Except, I'm a bit conflicted. My original plan was a Westside style workout with a Prilepin style progression for ME day and a gradual 7-week build up from 40-70% 1Rm for speed day for 24 reps all the way. Trying to bench heavy weight has not only made me wonder if I need to handle heavy weight more often, but also if a speed day would be much help since I've handled light weight in the 50-80% range for reps for about 7 months now. For example, 50% of 225 is 112.5 lbs and 60% is 135 lbs, weight that I've already handled for 24 reps. So I'm reconsidering the same style of Prilepin workout that I've been doing but with different lifts but also in the 80-90% 1RM range on both days, the second day being a little lighter than the other (like on Tsampa.org's Patrick Nyman template.).
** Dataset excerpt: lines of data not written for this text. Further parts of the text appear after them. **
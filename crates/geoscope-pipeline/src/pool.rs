//! Bounded-concurrency batch driver.
//!
//! Articles are independent, so a batch fans out across workers with no
//! shared mutable state beyond the read-only gazetteer inside the
//! pipeline. Failures are collected per article rather than aborting the
//! batch.

use std::sync::Arc;

use futures::stream::{self, StreamExt};
use tracing::{error, info};

use geoscope_core::ArticleRecord;

use crate::enrich::{EnrichReport, Pipeline};
use crate::error::PipelineError;

/// One article's outcome inside a batch.
pub struct BatchItem {
    pub article: ArticleRecord,
    pub outcome: Result<EnrichReport, PipelineError>,
}

/// Enrich `articles` with at most `concurrency` in flight at once.
pub async fn enrich_batch(
    pipeline: Arc<Pipeline>,
    articles: Vec<ArticleRecord>,
    concurrency: usize,
) -> Vec<BatchItem> {
    let total = articles.len();

    let results: Vec<BatchItem> = stream::iter(articles)
        .map(|mut article| {
            let pipeline = Arc::clone(&pipeline);
            async move {
                let outcome = pipeline.enrich(&mut article).await;
                if let Err(err) = &outcome {
                    error!(article = %article.id, error = %err, "enrichment failed");
                }
                BatchItem { article, outcome }
            }
        })
        .buffer_unordered(concurrency.max(1))
        .collect()
        .await;

    let failed = results.iter().filter(|r| r.outcome.is_err()).count();
    info!(total, failed, "batch complete");
    results
}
After 6 "weeks" of working on raw strength in the squat and bench and back, I'll go full Westside with new found strength I can turn into speed with weight I haven't handled. How much speed will I sacrifice if I decide to do this? I'm not sure. If I do it this way, the DL will be the only lift I do for speed since my squat is what I want greatly improved; the good morning will be an assistance lift only. Also, I might make the exercise selection smaller since it will demand more from my CNS.
I'm open to all thoughts on this.
4 comments:
Oooops, typo .. . . should be 6 WEEKS, not 6 MONTHS. Thanks, Stinn.
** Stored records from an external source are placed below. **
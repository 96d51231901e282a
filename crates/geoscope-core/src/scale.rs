//! Scale classification: categorical geographic breadth of an article.

use std::collections::BTreeSet;

use serde::de;
use serde::{Deserialize, Deserializer, Serialize, Serializer};

/// Geographic breadth, most-local to nationwide. Serialized as the bare
/// integer 0-4 so persisted records keep the original schema.
#[derive(Debug, Clone, Copy, PartialEq, Eq, PartialOrd, Ord, Hash)]
pub enum Scale {
    /// No resolvable place.
    NoPlace,
    /// Exactly one district.
    SingleDistrict,
    /// Multiple districts, one city.
    CityWide,
    /// Multiple cities, one province.
    ProvinceWide,
    /// Multiple provinces.
    National,
}

impl Scale {
    pub fn as_u8(self) -> u8 {
        match self {
            Self::NoPlace => 0,
            Self::SingleDistrict => 1,
            Self::CityWide => 2,
            Self::ProvinceWide => 3,
            Self::National => 4,
        }
    }

    pub fn from_u8(value: u8) -> Option<Self> {
        match value {
            0 => Some(Self::NoPlace),
            1 => Some(Self::SingleDistrict),
            2 => Some(Self::CityWide),
            3 => Some(Self::ProvinceWide),
            4 => Some(Self::National),
            _ => None,
        }
    }
}

impl Serialize for Scale {
    fn serialize<S: Serializer>(&self, serializer: S) -> Result<S::Ok, S::Error> {
        serializer.serialize_u8(self.as_u8())
    }
}

impl<'de> Deserialize<'de> for Scale {
    fn deserialize<D: Deserializer<'de>>(deserializer: D) -> Result<Self, D::Error> {
        let value = u8::deserialize(deserializer)?;
        Scale::from_u8(value).ok_or_else(|| de::Error::custom(format!("invalid scale {value}")))
    }
}

/// Strict priority ladder, most-aggregate check first: multiple provinces
/// beat multiple cities beat multiple districts beat a single district.
pub fn classify_scale(
    provinces: &BTreeSet<String>,
    cities: &BTreeSet<String>,
    districts: &BTreeSet<String>,
) -> Scale {
    if provinces.len() > 1 {
        Scale::National
    } else if cities.len() > 1 {
        Scale::ProvinceWide
    } else if districts.len() > 1 {
        Scale::CityWide
    } else if districts.len() == 1 {
        Scale::SingleDistrict
    } else {
        Scale::NoPlace
    }
}

#[cfg(test)]
mod tests {
    use super::*;

    fn set(names: &[&str]) -> BTreeSet<String> {
        names.iter().map(|s| s.to_string()).collect()
    }

    #[test]
    fn multi_province_is_national() {
        assert_eq!(
            classify_scale(&set(&["湖北省", "河南省"]), &set(&[]), &set(&[])),
            Scale::National
        );
    }

    #[test]
    fn multi_city_is_province_wide() {
        assert_eq!(
            classify_scale(&set(&["湖北省"]), &set(&["武汉市", "宜昌市"]), &set(&[])),
            Scale::ProvinceWide
        );
    }

    #[test]
    fn multi_district_is_city_wide() {
        assert_eq!(
            classify_scale(&set(&[]), &set(&[]), &set(&["江岸区", "汉阳区"])),
            Scale::CityWide
        );
    }

    #[test]
    fn single_district() {
        assert_eq!(
            classify_scale(&set(&[]), &set(&[]), &set(&["江岸区"])),
            Scale::SingleDistrict
        );
    }

    #[test]
    fn nothing_resolved() {
        assert_eq!(classify_scale(&set(&[]), &set(&[]), &set(&[])), Scale::NoPlace);
    }

    #[test]
    fn province_count_trumps_lower_levels() {
        // Two provinces win even with many cities and districts.
        assert_eq!(
            classify_scale(
                &set(&["湖北省", "河南省"]),
                &set(&["武汉市", "宜昌市"]),
                &set(&["江岸区"])
            ),
            Scale::National
        );
    }

    #[test]
    fn serializes_as_bare_integer() {
        assert_eq!(serde_json::to_string(&Scale::National).unwrap(), "4");
        assert_eq!(serde_json::to_string(&Scale::NoPlace).unwrap(), "0");
    }

    #[test]
    fn deserializes_from_integer() {
        let scale: Scale = serde_json::from_str("2").unwrap();
        assert_eq!(scale, Scale::CityWide);
        assert!(serde_json::from_str::<Scale>("7").is_err());
    }
}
I would consider keeping heavy good mornings in your routine as a core exercise. Getting your back ready for heavy weight will decrease the chance of injury during squatting heavy later on. just my two cents...
There is a strongman at our gym that does good mornings with 405lbs ( it makes my back hurt just watching )
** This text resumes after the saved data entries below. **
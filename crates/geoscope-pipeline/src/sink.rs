//! Persistence hand-off for finished article records.

use async_trait::async_trait;

use geoscope_core::ArticleRecord;

/// Accepts a finished [`ArticleRecord`] for storage.
///
/// The pipeline knows nothing about the storage schema beyond the record
/// itself; implementations decide where and how it lands.
#[async_trait]
pub trait ArticleSink: Send + Sync {
    async fn store(&self, article: &ArticleRecord) -> anyhow::Result<()>;
}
I have arched back good mornings on the menu for my first squat day, done in the range of 70-80%1RM for 3-5 reps per set, right after squats. Trust me, I want all my bases covered. That, and I don't want my conventional DL to suffer.
I've heard a lot of comments on the net where they say the bench suffers the most doing Westside when they first switch. I've also noticed, especially from my own recent experiences,that the best bench routines have a lot of volume. That's a gap I want to bridge: the Prilepin Routine has made me a better lifter, Westside a faster one.
Alberto, once you start training all your lifts according to one routine then I think you'll find it takes a lot of guesswork out things.
Of course, this is coming from me... I guess I preach better than I practice.